Koreri.com, Sorong – Tidak hanya fokus pada aspek demokrasi, Pemerintah Provinsi (Pemprov) Papua Barat Daya (PBD) melalui Badan Kesatuan Bangsa dan Politik (Kesbangpol) menggagas program pembinaan generasi muda orang asli Papua (OAP), khususnya bagi anak-anak putus sekolah dan kelompok rentan di Kota Sorong.
Program ini bertujuan membentuk karakter, memperkuat wawasan kebangsaan dan nilai keagamaan, serta memberikan pelatihan vokasi sesuai minat peserta.
“Anak-anak ini perlu kita selamatkan dan dibina. Mereka akan mengikuti program pembinaan selama dua minggu hingga satu bulan, termasuk pembentukan karakter yang melibatkan unsur TNI atau Polri, serta pelatihan keterampilan melalui balai latihan kerja,” ungkapnya Plt Kepala Badan Kesbangpol PBD Drs. George Japsenang,M.Si kepada wartawan di Kota Sorong, Selasa (12/5/2026).

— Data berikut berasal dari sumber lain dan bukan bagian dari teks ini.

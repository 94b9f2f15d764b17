//! SQL module
//!
//! Lexer, parser and AST for the supported SQL dialect.

pub mod ast;
pub mod lexer;
pub mod parser;
pub mod token;

pub use lexer::Lexer;
pub use parser::Parser;
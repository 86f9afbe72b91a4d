//! # ovmon-mgmt
//!
//! Client for the OpenVPN management interface, used to monitor running
//! OpenVPN instances.
//!
//! ## Modules
//!
//! | Module | Purpose |
//! |--------|---------|
//! | **types** | Endpoint descriptor, records, client options, errors |
//! | **transport** | TCP / UNIX socket transport with `>INFO` handshake |
//! | **channel** | Command framing and `END`-terminated reply accumulation |
//! | **parse** | Parsers for `version`, `state`, `load-stats`, `status` replies |
//! | **client** | `VpnClient` facade – connect, cached release, queries, kills |

pub mod management;
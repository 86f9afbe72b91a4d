//! Byte-stream transport to a management interface.
//!
//! Opens a TCP or UNIX-domain socket, validates the `>INFO` greeting that
//! OpenVPN pushes as soon as a management client attaches, and exposes
//! bounded chunked reads to the command channel.

use crate::management::types::*;
use async_trait::async_trait;
use log::debug;
use std::future::Future;
use std::io;
use std::time::Duration;
use tokio::io::{AsyncRead, AsyncReadExt, AsyncWrite, AsyncWriteExt};
use tokio::net::TcpStream;

/// Prefix of the unsolicited line every management session starts with.
pub const GREETING_SENTINEL: &[u8] = b">INFO";

// ━━━━━━━━━━━━━━━━━━━━━━━━━━━━━━━━━━━━━━━━━━━━━━━━━━━━━━━━━━━━━━━━━━
//  Seams
// ━━━━━━━━━━━━━━━━━━━━━━━━━━━━━━━━━━━━━━━━━━━━━━━━━━━━━━━━━━━━━━━━━━

/// An open, exclusively owned byte stream to one management interface.
#[async_trait]
pub trait Transport: Send {
    /// Write all bytes.
    async fn send(&mut self, data: &[u8]) -> MonitorResult<()>;

    /// Read one chunk. Never returns an empty chunk: a closed peer is an error.
    async fn receive_chunk(&mut self) -> MonitorResult<Vec<u8>>;

    /// Release the underlying socket. Safe to call more than once.
    fn close(&mut self);

    fn is_open(&self) -> bool;
}

/// Opens transports for endpoints.
#[async_trait]
pub trait Connector: Send + Sync {
    type Transport: Transport + 'static;

    async fn open(
        &self,
        endpoint: &VpnEndpoint,
        options: &ClientOptions,
    ) -> MonitorResult<Self::Transport>;
}

// ━━━━━━━━━━━━━━━━━━━━━━━━━━━━━━━━━━━━━━━━━━━━━━━━━━━━━━━━━━━━━━━━━━
//  Stream transport
// ━━━━━━━━━━━━━━━━━━━━━━━━━━━━━━━━━━━━━━━━━━━━━━━━━━━━━━━━━━━━━━━━━━

/// Object-safe bundle of the tokio I/O traits, so TCP and UNIX streams can
/// share one transport type.
pub trait ManagementIo: AsyncRead + AsyncWrite + Unpin + Send {}

impl<T: AsyncRead + AsyncWrite + Unpin + Send> ManagementIo for T {}

/// Transport over any tokio stream.
pub struct StreamTransport<S> {
    stream: Option<S>,
    read_timeout: Duration,
    chunk_size: usize,
}

/// What [`SocketConnector`] hands out.
pub type SocketTransport = StreamTransport<Box<dyn ManagementIo>>;

impl<S: AsyncRead + AsyncWrite + Unpin + Send> StreamTransport<S> {
    pub fn new(stream: S, options: &ClientOptions) -> Self {
        Self {
            stream: Some(stream),
            read_timeout: options.read_timeout,
            chunk_size: options.chunk_size.max(1),
        }
    }

    /// Consume the greeting and check it starts with `>INFO`.
    /// Returns the greeting text.
    pub async fn handshake(&mut self) -> MonitorResult<String> {
        let chunk = self.read_chunk().await?;
        if !chunk.starts_with(GREETING_SENTINEL) {
            let first_line = String::from_utf8_lossy(&chunk)
                .lines()
                .next()
                .unwrap_or_default()
                .to_string();
            return Err(MonitorError::protocol(
                "Management interface did not send the >INFO greeting",
            )
            .with_detail(first_line));
        }
        Ok(String::from_utf8_lossy(&chunk).trim_end().to_string())
    }

    async fn read_chunk(&mut self) -> MonitorResult<Vec<u8>> {
        let stream = self.stream.as_mut().ok_or_else(MonitorError::not_connected)?;
        let mut buf = vec![0u8; self.chunk_size];
        let n = match tokio::time::timeout(self.read_timeout, stream.read(&mut buf)).await {
            Err(_) => {
                return Err(MonitorError::new(
                    MonitorErrorKind::Timeout,
                    format!(
                        "No data from management interface within {:?}",
                        self.read_timeout
                    ),
                ))
            }
            Ok(Err(e)) => {
                return Err(MonitorError::io("Failed to read from management interface")
                    .with_detail(e.to_string()))
            }
            Ok(Ok(n)) => n,
        };
        if n == 0 {
            return Err(MonitorError::io("Management interface closed the connection"));
        }
        buf.truncate(n);
        Ok(buf)
    }
}

#[async_trait]
impl<S: AsyncRead + AsyncWrite + Unpin + Send> Transport for StreamTransport<S> {
    async fn send(&mut self, data: &[u8]) -> MonitorResult<()> {
        let stream = self.stream.as_mut().ok_or_else(MonitorError::not_connected)?;
        stream.write_all(data).await.map_err(|e| {
            MonitorError::io("Failed to write to management interface").with_detail(e.to_string())
        })?;
        stream.flush().await.map_err(|e| {
            MonitorError::io("Failed to flush management interface stream")
                .with_detail(e.to_string())
        })
    }

    async fn receive_chunk(&mut self) -> MonitorResult<Vec<u8>> {
        self.read_chunk().await
    }

    fn close(&mut self) {
        // Dropping a tokio socket closes it.
        self.stream.take();
    }

    fn is_open(&self) -> bool {
        self.stream.is_some()
    }
}

// ━━━━━━━━━━━━━━━━━━━━━━━━━━━━━━━━━━━━━━━━━━━━━━━━━━━━━━━━━━━━━━━━━━
//  Socket connector
// ━━━━━━━━━━━━━━━━━━━━━━━━━━━━━━━━━━━━━━━━━━━━━━━━━━━━━━━━━━━━━━━━━━

/// Connects to real TCP / UNIX management sockets.
#[derive(Debug, Clone, Copy, Default)]
pub struct SocketConnector;

#[async_trait]
impl Connector for SocketConnector {
    type Transport = SocketTransport;

    async fn open(
        &self,
        endpoint: &VpnEndpoint,
        options: &ClientOptions,
    ) -> MonitorResult<SocketTransport> {
        open(endpoint, options).await
    }
}

/// Open a transport to `endpoint` and validate the greeting.
///
/// Every failure is reported as `ConnectFailed`, except a greeting that does
/// not start with `>INFO`, which is `Protocol`.
pub async fn open(endpoint: &VpnEndpoint, options: &ClientOptions) -> MonitorResult<SocketTransport> {
    let addr = endpoint.mgmt_address();
    let stream: Box<dyn ManagementIo> = match &endpoint.address {
        MgmtAddress::Ip { host, port } => Box::new(
            connect_within(
                TcpStream::connect((host.as_str(), *port)),
                &addr,
                options.connect_timeout,
            )
            .await?,
        ),
        MgmtAddress::UnixSocket { path } => connect_unix(path, &addr, options).await?,
    };
    debug!("Socket to {} open, waiting for greeting", addr);

    let mut transport = StreamTransport::new(stream, options);
    match transport.handshake().await {
        Ok(greeting) => {
            debug!("Greeting from {}: {}", addr, greeting);
            Ok(transport)
        }
        Err(e) if e.kind == MonitorErrorKind::Protocol => Err(e),
        Err(e) => Err(MonitorError::connect_failed(format!(
            "No greeting from management interface at {}",
            addr
        ))
        .with_detail(e.message)),
    }
}

#[cfg(unix)]
async fn connect_unix(
    path: &std::path::Path,
    addr: &str,
    options: &ClientOptions,
) -> MonitorResult<Box<dyn ManagementIo>> {
    let stream = connect_within(
        tokio::net::UnixStream::connect(path),
        addr,
        options.connect_timeout,
    )
    .await?;
    Ok(Box::new(stream))
}

#[cfg(not(unix))]
async fn connect_unix(
    _path: &std::path::Path,
    addr: &str,
    _options: &ClientOptions,
) -> MonitorResult<Box<dyn ManagementIo>> {
    Err(MonitorError::connect_failed(format!(
        "Cannot connect to management interface at {}",
        addr
    ))
    .with_detail("UNIX sockets are not supported on this platform"))
}

async fn connect_within<F, S>(fut: F, addr: &str, timeout: Duration) -> MonitorResult<S>
where
    F: Future<Output = io::Result<S>>,
{
    match tokio::time::timeout(timeout, fut).await {
        Ok(Ok(stream)) => Ok(stream),
        Ok(Err(e)) => Err(MonitorError::connect_failed(format!(
            "Cannot connect to management interface at {}",
            addr
        ))
        .with_detail(e.to_string())),
        Err(_) => Err(MonitorError::connect_failed(format!(
            "Cannot connect to management interface at {}",
            addr
        ))
        .with_detail(format!("timed out after {:?}", timeout))),
    }
}
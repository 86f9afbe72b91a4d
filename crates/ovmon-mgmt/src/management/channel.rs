//! Command framing and reply accumulation on top of a [`Transport`].
//!
//! The management interface has no length prefix. How much to read after a
//! command is decided by the command itself, see [`ReplyDiscipline`].

use crate::management::transport::Transport;
use crate::management::types::*;
use log::debug;

/// How the reply to a command is delimited.
#[derive(Debug, Clone, Copy, PartialEq, Eq)]
pub enum ReplyDiscipline {
    /// Nothing is read back (`kill`, `client-kill`, `quit`).
    NoReply,
    /// Exactly one chunk (`load-stats`).
    SingleChunk,
    /// Read until a line `END`.
    UntilEnd,
}

impl ReplyDiscipline {
    pub fn for_command(command: &str) -> Self {
        let command = command.trim();
        if command.starts_with("kill") || command.starts_with("client-kill") || command == "quit" {
            Self::NoReply
        } else if command == "load-stats" {
            Self::SingleChunk
        } else {
            Self::UntilEnd
        }
    }
}

/// True once `buf` ends with an `END` line followed by a line break.
pub fn ends_with_end_line(buf: &str) -> bool {
    let body = match buf.strip_suffix("\r\n").or_else(|| buf.strip_suffix('\n')) {
        Some(b) => b,
        None => return false,
    };
    body == "END" || body.ends_with("\nEND")
}

/// If `buf` is a complete reply made of a single `ERROR:` line (real-time
/// `>` notifications aside), return that line.
pub fn error_reply(buf: &str) -> Option<&str> {
    if !buf.ends_with('\n') {
        return None;
    }
    let mut lines = buf
        .lines()
        .map(str::trim)
        .filter(|l| !l.is_empty() && !l.starts_with('>'));
    let first = lines.next()?;
    if lines.next().is_none() && first.starts_with("ERROR:") {
        Some(first)
    } else {
        None
    }
}

/// True for the one-line acknowledgement OpenVPN sends after `kill`/`client-kill`.
fn is_ack_line(line: &str) -> bool {
    line.starts_with("SUCCESS:") || line.starts_with("ERROR:")
}

/// Request/response channel owning one transport.
pub struct CommandChannel<T: Transport> {
    transport: T,
    /// Bytes received but not yet handed out as part of a reply.
    pending: Vec<u8>,
    /// Acknowledgements still owed for fire-and-forget commands.
    unacked: usize,
}

impl<T: Transport> CommandChannel<T> {
    pub fn new(transport: T) -> Self {
        Self {
            transport,
            pending: Vec::new(),
            unacked: 0,
        }
    }

    pub fn is_open(&self) -> bool {
        self.transport.is_open()
    }

    /// Send `command` and collect its reply.
    ///
    /// Fire-and-forget commands return an empty string. Their acknowledgement
    /// line is consumed in front of the next reply.
    pub async fn send_command(&mut self, command: &str) -> MonitorResult<String> {
        let discipline = ReplyDiscipline::for_command(command);
        debug!("mgmt <- {}", command);
        self.transport
            .send(format!("{}\n", command).as_bytes())
            .await?;

        let reply = match discipline {
            ReplyDiscipline::NoReply => {
                self.unacked += 1;
                return Ok(String::new());
            }
            ReplyDiscipline::SingleChunk => {
                self.skip_acks().await?;
                if self.pending.is_empty() {
                    self.fill().await?;
                }
                String::from_utf8_lossy(&std::mem::take(&mut self.pending)).into_owned()
            }
            ReplyDiscipline::UntilEnd => {
                self.skip_acks().await?;
                self.read_until_end().await?
            }
        };
        debug!("mgmt -> {} bytes for '{}'", reply.len(), command);

        if let Some(line) = error_reply(&reply) {
            return Err(MonitorError::new(
                MonitorErrorKind::CommandFailed,
                format!("Management interface rejected '{}'", command),
            )
            .with_detail(line.trim_start_matches("ERROR:").trim()));
        }
        Ok(reply)
    }

    async fn fill(&mut self) -> MonitorResult<()> {
        let chunk = self.transport.receive_chunk().await?;
        self.pending.extend_from_slice(&chunk);
        Ok(())
    }

    /// Drop the `SUCCESS:`/`ERROR:` lines owed for earlier fire-and-forget
    /// commands, plus any `>` notifications around them. Stops at the first
    /// other line, which already belongs to the current reply.
    async fn skip_acks(&mut self) -> MonitorResult<()> {
        while self.unacked > 0 {
            let Some(eol) = self.pending.iter().position(|b| *b == b'\n') else {
                self.fill().await?;
                continue;
            };
            let line = String::from_utf8_lossy(&self.pending[..eol]).trim().to_string();
            if is_ack_line(&line) {
                debug!("mgmt -> acknowledgement '{}'", line);
                self.unacked -= 1;
            } else if !line.is_empty() && !line.starts_with('>') {
                self.unacked = 0;
                break;
            }
            self.pending.drain(..=eol);
        }
        Ok(())
    }

    async fn read_until_end(&mut self) -> MonitorResult<String> {
        loop {
            {
                let text = String::from_utf8_lossy(&self.pending);
                if ends_with_end_line(&text) || error_reply(&text).is_some() {
                    let reply = text.into_owned();
                    self.pending.clear();
                    return Ok(reply);
                }
            }
            self.fill().await?;
        }
    }

    /// Tell the server we're leaving. No reply is read.
    pub async fn quit(&mut self) -> MonitorResult<()> {
        self.send_command(MgmtCommands::QUIT).await.map(|_| ())
    }

    pub fn close(&mut self) {
        self.transport.close();
    }
}

// ━━━━━━━━━━━━━━━━━━━━━━━━━━━━━━━━━━━━━━━━━━━━━━━━━━━━━━━━━━━━━━━━━━
//  Command builders
// ━━━━━━━━━━━━━━━━━━━━━━━━━━━━━━━━━━━━━━━━━━━━━━━━━━━━━━━━━━━━━━━━━━

/// Management commands used by the monitor.
pub struct MgmtCommands;

impl MgmtCommands {
    pub const VERSION: &'static str = "version";
    pub const STATE: &'static str = "state";
    pub const LOAD_STATS: &'static str = "load-stats";
    pub const STATUS: &'static str = "status 2";
    pub const QUIT: &'static str = "quit";

    pub fn client_kill(client_id: u64) -> String {
        format!("client-kill {}", client_id)
    }

    /// `kill <common-name>` or `kill <ip:port>`.
    pub fn kill(target: &str) -> String {
        format!("kill {}", target)
    }
}

#[cfg(test)]
mod tests {
    use super::*;
    use crate::management::testing::ScriptedTransport;

    const VERSION_REPLY: &str = "OpenVPN Version: OpenVPN 2.4.4 x86_64-pc-linux-gnu [SSL (OpenSSL)] [LZO] [LZ4] [EPOLL] [PKCS11] [MH/PKTINFO] [AEAD] built on Sep  5 2018\r\nManagement Version: 1\r\nEND\r\n";

    // ── Disciplines ──────────────────────────────────────────────

    #[test]
    fn discipline_for_commands() {
        assert_eq!(ReplyDiscipline::for_command("kill someclient"), ReplyDiscipline::NoReply);
        assert_eq!(ReplyDiscipline::for_command("client-kill 12"), ReplyDiscipline::NoReply);
        assert_eq!(ReplyDiscipline::for_command("quit"), ReplyDiscipline::NoReply);
        assert_eq!(ReplyDiscipline::for_command("load-stats"), ReplyDiscipline::SingleChunk);
        assert_eq!(ReplyDiscipline::for_command("status 2"), ReplyDiscipline::UntilEnd);
        assert_eq!(ReplyDiscipline::for_command("version"), ReplyDiscipline::UntilEnd);
    }

    #[test]
    fn end_line_detection() {
        assert!(ends_with_end_line("END\r\n"));
        assert!(ends_with_end_line("a\r\nEND\r\n"));
        assert!(ends_with_end_line("a\nEND\n"));
        assert!(!ends_with_end_line("a\r\nEND"));
        assert!(!ends_with_end_line("a\r\nEN"));
        assert!(!ends_with_end_line("BACKEND\r\n"));
        assert!(!ends_with_end_line(""));
    }

    #[test]
    fn error_reply_detection() {
        assert_eq!(
            error_reply("ERROR: unknown command, enter 'help' for more options\r\n"),
            Some("ERROR: unknown command, enter 'help' for more options")
        );
        assert_eq!(
            error_reply(">CLIENT:ESTABLISHED,3\r\nERROR: bad\r\n"),
            Some("ERROR: bad")
        );
        assert_eq!(error_reply("ERROR: partial"), None);
        assert_eq!(error_reply("line\r\nERROR: x\r\n"), None);
    }

    // ── Accumulation ─────────────────────────────────────────────

    #[tokio::test]
    async fn multi_line_reply_split_across_three_chunks() {
        let (a, rest) = VERSION_REPLY.split_at(17);
        let (b, c) = rest.split_at(120);
        let transport = ScriptedTransport::new().reply_chunks("version", &[a, b, c]);
        let log = transport.log();
        let mut ch = CommandChannel::new(transport);

        let reply = ch.send_command("version").await.unwrap();
        assert_eq!(reply, VERSION_REPLY);
        let log = log.lock().unwrap();
        assert_eq!(log.sent, vec!["version\n".to_string()]);
        assert_eq!(log.reads, 3);
    }

    #[tokio::test]
    async fn end_split_inside_terminator() {
        let transport = ScriptedTransport::new().reply_chunks("state", &["1,CONNECTED,SUCCESS\r\nE", "ND\r", "\n"]);
        let mut ch = CommandChannel::new(transport);
        let reply = ch.send_command("state").await.unwrap();
        assert_eq!(reply, "1,CONNECTED,SUCCESS\r\nEND\r\n");
    }

    #[tokio::test]
    async fn load_stats_reads_exactly_one_chunk() {
        let transport = ScriptedTransport::new()
            .reply_chunks("load-stats", &["SUCCESS: nclients=1,", "bytesin=2,bytesout=3\r\n"]);
        let log = transport.log();
        let mut ch = CommandChannel::new(transport);

        let reply = ch.send_command("load-stats").await.unwrap();
        assert_eq!(reply, "SUCCESS: nclients=1,");
        assert_eq!(log.lock().unwrap().reads, 1);
    }

    #[tokio::test]
    async fn kill_does_not_read() {
        let transport = ScriptedTransport::new();
        let log = transport.log();
        let mut ch = CommandChannel::new(transport);

        let reply = ch.send_command("kill someclient").await.unwrap();
        assert!(reply.is_empty());
        let log = log.lock().unwrap();
        assert_eq!(log.sent, vec!["kill someclient\n".to_string()]);
        assert_eq!(log.reads, 0);
    }

    #[tokio::test]
    async fn kill_ack_consumed_before_load_stats() {
        let transport = ScriptedTransport::new()
            .reply("client-kill 3", "SUCCESS: client-kill command succeeded\r\n")
            .reply("load-stats", "SUCCESS: nclients=1,bytesin=2,bytesout=3\r\n");
        let log = transport.log();
        let mut ch = CommandChannel::new(transport);

        assert!(ch.send_command("client-kill 3").await.unwrap().is_empty());
        assert_eq!(log.lock().unwrap().reads, 0);
        let reply = ch.send_command("load-stats").await.unwrap();
        assert_eq!(reply, "SUCCESS: nclients=1,bytesin=2,bytesout=3\r\n");
    }

    #[tokio::test]
    async fn kill_error_ack_does_not_fail_next_command() {
        let transport = ScriptedTransport::new()
            .reply("client-kill 99", "ERROR: client-kill command failed\r\n")
            .reply("state", "1,CONNECTED,SUCCESS\r\nEND\r\n")
            .reply("version", "OpenVPN Version: x\r\nEND\r\n");
        let mut ch = CommandChannel::new(transport);

        ch.send_command("client-kill 99").await.unwrap();
        assert_eq!(ch.send_command("state").await.unwrap(), "1,CONNECTED,SUCCESS\r\nEND\r\n");
        assert_eq!(ch.send_command("version").await.unwrap(), "OpenVPN Version: x\r\nEND\r\n");
    }

    #[tokio::test]
    async fn ack_sharing_a_chunk_with_the_next_reply() {
        let transport = ScriptedTransport::new().reply(
            "state",
            "SUCCESS: common name 'alice' found, 1 client(s) killed\r\n>CLIENT:DISCONNECT,3\r\nSUCCESS: client-kill command succeeded\r\n1,CONNECTED,SUCCESS\r\nEND\r\n",
        );
        let mut ch = CommandChannel::new(transport);

        ch.send_command("kill alice").await.unwrap();
        ch.send_command("client-kill 3").await.unwrap();
        assert_eq!(ch.send_command("state").await.unwrap(), "1,CONNECTED,SUCCESS\r\nEND\r\n");
    }

    #[tokio::test]
    async fn missing_ack_leaves_reply_intact() {
        let transport = ScriptedTransport::new().reply("state", "1,CONNECTED,SUCCESS\r\nEND\r\n");
        let mut ch = CommandChannel::new(transport);

        ch.send_command("kill alice").await.unwrap();
        assert_eq!(ch.send_command("state").await.unwrap(), "1,CONNECTED,SUCCESS\r\nEND\r\n");
    }

    #[tokio::test]
    async fn error_line_ends_reply() {
        let transport = ScriptedTransport::new()
            .reply_chunks("bogus", &["ERROR: unknown command, enter 'help' for more options\r\n"]);
        let mut ch = CommandChannel::new(transport);
        let err = ch.send_command("bogus").await.unwrap_err();
        assert_eq!(err.kind, MonitorErrorKind::CommandFailed);
        assert_eq!(
            err.detail.as_deref(),
            Some("unknown command, enter 'help' for more options")
        );
    }

    #[tokio::test]
    async fn missing_end_surfaces_read_timeout() {
        let transport = ScriptedTransport::new().reply_chunks("state", &["1,CONNECTED,SUCCESS\r\n"]);
        let mut ch = CommandChannel::new(transport);
        let err = ch.send_command("state").await.unwrap_err();
        assert_eq!(err.kind, MonitorErrorKind::Timeout);
    }

    #[tokio::test]
    async fn quit_is_fire_and_forget() {
        let transport = ScriptedTransport::new();
        let log = transport.log();
        let mut ch = CommandChannel::new(transport);
        ch.quit().await.unwrap();
        ch.close();
        assert!(!ch.is_open());
        let log = log.lock().unwrap();
        assert_eq!(log.sent, vec!["quit\n".to_string()]);
        assert_eq!(log.reads, 0);
        assert_eq!(log.closes, 1);
    }

    // ── Builders ─────────────────────────────────────────────────

    #[test]
    fn command_builders() {
        assert_eq!(MgmtCommands::client_kill(42), "client-kill 42");
        assert_eq!(MgmtCommands::kill("10.0.0.2:51234"), "kill 10.0.0.2:51234");
        assert_eq!(MgmtCommands::STATUS, "status 2");
    }
}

Disebutkan Kaban Kesbangpol, setelah menyelesaikan program ini selama 2 pekan hingga 1 bulan, peserta akan mendapatkan sertifikat sebagai bekal untuk meningkatkan kemampuan dan peluang kerja.
Program tersebut direncanakan mulai dilaksanakan pada tahun 2027 dan saat ini masih dalam tahap persiapan serta komunikasi dengan berbagai pihak.
Kaban Kesbangpol menegaskan bahwa keterlibatan aparat dalam program ini semata-mata untuk pembinaan karakter dan penanaman nilai disiplin, bukan dalam konteks militerisasi.
“Harapannya, program ini dapat menjadi model pembinaan generasi muda yang efektif dan berdampak luas bagi masyarakat,” pungkasnya.